→ **What is required**
Give the number of lines in the entries below that contain "entry". Write nothing besides it.

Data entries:
┏━━

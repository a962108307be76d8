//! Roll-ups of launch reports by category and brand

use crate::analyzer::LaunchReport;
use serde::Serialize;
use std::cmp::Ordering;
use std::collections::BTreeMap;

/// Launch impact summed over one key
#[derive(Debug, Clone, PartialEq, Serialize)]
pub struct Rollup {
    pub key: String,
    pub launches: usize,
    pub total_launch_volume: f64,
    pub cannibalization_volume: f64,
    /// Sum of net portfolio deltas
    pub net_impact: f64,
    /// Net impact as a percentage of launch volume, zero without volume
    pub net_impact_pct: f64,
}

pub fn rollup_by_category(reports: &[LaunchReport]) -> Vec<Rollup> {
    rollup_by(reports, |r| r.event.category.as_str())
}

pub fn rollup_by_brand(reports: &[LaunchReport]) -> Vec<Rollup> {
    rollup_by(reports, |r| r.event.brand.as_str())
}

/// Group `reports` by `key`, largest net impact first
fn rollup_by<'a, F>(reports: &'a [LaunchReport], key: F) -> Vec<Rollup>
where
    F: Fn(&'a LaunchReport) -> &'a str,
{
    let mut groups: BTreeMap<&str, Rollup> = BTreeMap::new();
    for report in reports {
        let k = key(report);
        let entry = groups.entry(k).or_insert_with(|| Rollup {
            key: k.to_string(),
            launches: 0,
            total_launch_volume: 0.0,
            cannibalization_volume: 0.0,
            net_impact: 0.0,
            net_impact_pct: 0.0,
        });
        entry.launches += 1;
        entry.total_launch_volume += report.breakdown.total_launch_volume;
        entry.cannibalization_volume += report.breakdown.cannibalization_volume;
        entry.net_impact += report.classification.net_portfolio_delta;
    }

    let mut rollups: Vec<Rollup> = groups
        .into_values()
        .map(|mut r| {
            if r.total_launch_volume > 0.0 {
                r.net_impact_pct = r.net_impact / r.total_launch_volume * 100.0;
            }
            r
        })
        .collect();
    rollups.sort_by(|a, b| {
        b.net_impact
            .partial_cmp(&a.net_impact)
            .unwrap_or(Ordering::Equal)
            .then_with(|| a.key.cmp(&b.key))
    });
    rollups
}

┗━━

→ **Answer section**
5